Lines from the beginning of the entries up to and including the one with "#[derive(Clone)]" must be duplicated word for word; leave out all others.

Stored items
_ _ _

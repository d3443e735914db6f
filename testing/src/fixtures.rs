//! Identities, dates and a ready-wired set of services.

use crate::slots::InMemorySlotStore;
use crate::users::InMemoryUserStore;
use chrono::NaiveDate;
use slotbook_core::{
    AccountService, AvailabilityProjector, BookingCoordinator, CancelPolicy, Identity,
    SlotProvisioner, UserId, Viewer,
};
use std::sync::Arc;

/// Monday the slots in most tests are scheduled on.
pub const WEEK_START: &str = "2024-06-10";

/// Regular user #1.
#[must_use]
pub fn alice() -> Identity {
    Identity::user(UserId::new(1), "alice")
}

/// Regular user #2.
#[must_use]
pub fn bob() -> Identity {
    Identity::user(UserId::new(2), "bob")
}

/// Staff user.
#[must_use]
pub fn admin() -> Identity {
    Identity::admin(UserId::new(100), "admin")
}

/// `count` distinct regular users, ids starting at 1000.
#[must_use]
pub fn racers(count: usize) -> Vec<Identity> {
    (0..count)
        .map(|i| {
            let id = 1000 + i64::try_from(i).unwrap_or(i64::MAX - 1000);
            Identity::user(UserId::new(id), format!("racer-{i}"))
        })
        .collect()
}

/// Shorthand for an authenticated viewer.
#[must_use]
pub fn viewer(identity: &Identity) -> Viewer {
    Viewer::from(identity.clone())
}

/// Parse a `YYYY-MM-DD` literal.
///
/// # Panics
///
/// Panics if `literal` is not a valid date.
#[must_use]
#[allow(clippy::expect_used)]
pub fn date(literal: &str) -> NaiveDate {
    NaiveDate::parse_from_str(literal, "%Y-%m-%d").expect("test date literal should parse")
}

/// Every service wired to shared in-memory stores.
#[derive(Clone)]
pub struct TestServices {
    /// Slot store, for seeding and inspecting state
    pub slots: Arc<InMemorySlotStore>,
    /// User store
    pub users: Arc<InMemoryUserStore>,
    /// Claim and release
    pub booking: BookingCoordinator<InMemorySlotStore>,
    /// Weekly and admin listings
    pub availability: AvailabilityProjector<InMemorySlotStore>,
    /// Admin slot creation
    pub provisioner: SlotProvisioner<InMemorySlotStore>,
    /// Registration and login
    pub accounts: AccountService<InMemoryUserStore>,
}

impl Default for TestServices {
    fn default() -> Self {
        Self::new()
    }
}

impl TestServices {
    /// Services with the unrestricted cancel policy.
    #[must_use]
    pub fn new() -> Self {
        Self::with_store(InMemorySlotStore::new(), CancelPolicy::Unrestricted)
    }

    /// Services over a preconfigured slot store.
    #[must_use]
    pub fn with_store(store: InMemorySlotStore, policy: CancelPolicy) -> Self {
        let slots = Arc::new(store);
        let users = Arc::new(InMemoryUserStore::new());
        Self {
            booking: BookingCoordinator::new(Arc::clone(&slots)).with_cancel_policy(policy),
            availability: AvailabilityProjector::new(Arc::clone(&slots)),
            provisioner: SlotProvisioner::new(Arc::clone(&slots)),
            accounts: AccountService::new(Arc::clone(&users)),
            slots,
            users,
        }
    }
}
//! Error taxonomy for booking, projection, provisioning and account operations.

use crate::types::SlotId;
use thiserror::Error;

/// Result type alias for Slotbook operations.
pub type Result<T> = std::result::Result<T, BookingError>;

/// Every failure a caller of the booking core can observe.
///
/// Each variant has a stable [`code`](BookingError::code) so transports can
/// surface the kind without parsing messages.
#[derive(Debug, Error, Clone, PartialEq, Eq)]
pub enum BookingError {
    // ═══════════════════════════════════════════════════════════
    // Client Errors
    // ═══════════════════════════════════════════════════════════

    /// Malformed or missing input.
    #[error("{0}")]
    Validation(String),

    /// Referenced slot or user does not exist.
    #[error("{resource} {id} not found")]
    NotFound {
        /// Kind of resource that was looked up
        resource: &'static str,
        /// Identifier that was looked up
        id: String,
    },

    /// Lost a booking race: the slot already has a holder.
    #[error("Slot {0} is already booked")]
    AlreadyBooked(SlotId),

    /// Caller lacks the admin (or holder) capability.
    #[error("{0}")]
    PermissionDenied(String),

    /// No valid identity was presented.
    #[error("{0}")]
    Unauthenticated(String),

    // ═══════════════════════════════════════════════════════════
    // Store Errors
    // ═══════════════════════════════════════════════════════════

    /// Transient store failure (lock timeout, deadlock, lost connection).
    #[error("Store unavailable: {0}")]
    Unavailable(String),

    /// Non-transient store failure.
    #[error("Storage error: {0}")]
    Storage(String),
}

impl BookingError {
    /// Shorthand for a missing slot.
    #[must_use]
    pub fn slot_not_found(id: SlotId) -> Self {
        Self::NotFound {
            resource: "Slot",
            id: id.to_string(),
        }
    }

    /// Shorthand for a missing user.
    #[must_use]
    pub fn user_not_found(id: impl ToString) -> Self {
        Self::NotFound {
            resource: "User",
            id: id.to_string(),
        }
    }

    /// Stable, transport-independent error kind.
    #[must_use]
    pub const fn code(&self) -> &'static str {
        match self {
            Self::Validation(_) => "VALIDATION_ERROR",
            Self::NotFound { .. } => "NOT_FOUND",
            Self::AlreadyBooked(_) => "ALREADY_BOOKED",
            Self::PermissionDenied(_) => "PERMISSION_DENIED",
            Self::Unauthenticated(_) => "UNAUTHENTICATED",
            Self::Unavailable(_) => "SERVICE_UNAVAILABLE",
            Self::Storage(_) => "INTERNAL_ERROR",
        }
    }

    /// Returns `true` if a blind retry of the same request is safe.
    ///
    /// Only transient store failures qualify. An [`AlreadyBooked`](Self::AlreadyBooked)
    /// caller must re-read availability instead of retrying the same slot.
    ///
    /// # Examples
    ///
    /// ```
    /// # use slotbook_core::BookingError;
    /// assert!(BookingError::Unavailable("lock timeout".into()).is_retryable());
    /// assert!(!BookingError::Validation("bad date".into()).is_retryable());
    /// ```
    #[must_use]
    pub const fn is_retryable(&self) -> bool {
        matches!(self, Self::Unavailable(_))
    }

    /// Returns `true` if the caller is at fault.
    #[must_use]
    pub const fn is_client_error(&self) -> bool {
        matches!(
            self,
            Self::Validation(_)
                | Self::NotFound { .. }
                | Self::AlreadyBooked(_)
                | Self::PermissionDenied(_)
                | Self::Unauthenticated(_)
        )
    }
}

_ _ _

Written reply:
repository d3443e735914db6f
filename testing/src/fixtures.rs
//! Identities, dates and a ready-wired set of services.

use crate::slots::InMemorySlotStore;
use crate::users::InMemoryUserStore;
use chrono::NaiveDate;
use slotbook_core::{
    AccountService, AvailabilityProjector, BookingCoordinator, CancelPolicy, Identity,
    SlotProvisioner, UserId, Viewer,
};
use std::sync::Arc;

/// Monday the slots in most tests are scheduled on.
pub const WEEK_START: &str = "2024-06-10";

/// Regular user #1.
#[must_use]
pub fn alice() -> Identity {
    Identity::user(UserId::new(1), "alice")
}

/// Regular user #2.
#[must_use]
pub fn bob() -> Identity {
    Identity::user(UserId::new(2), "bob")
}

/// Staff user.
#[must_use]
pub fn admin() -> Identity {
    Identity::admin(UserId::new(100), "admin")
}

/// `count` distinct regular users, ids starting at 1000.
#[must_use]
pub fn racers(count: usize) -> Vec<Identity> {
    (0..count)
        .map(|i| {
            let id = 1000 + i64::try_from(i).unwrap_or(i64::MAX - 1000);
            Identity::user(UserId::new(id), format!("racer-{i}"))
        })
        .collect()
}

/// Shorthand for an authenticated viewer.
#[must_use]
pub fn viewer(identity: &Identity) -> Viewer {
    Viewer::from(identity.clone())
}

/// Parse a `YYYY-MM-DD` literal.
///
/// # Panics
///
/// Panics if `literal` is not a valid date.
#[must_use]
#[allow(clippy::expect_used)]
pub fn date(literal: &str) -> NaiveDate {
    NaiveDate::parse_from_str(literal, "%Y-%m-%d").expect("test date literal should parse")
}

/// Every service wired to shared in-memory stores.
#[derive(Clone)]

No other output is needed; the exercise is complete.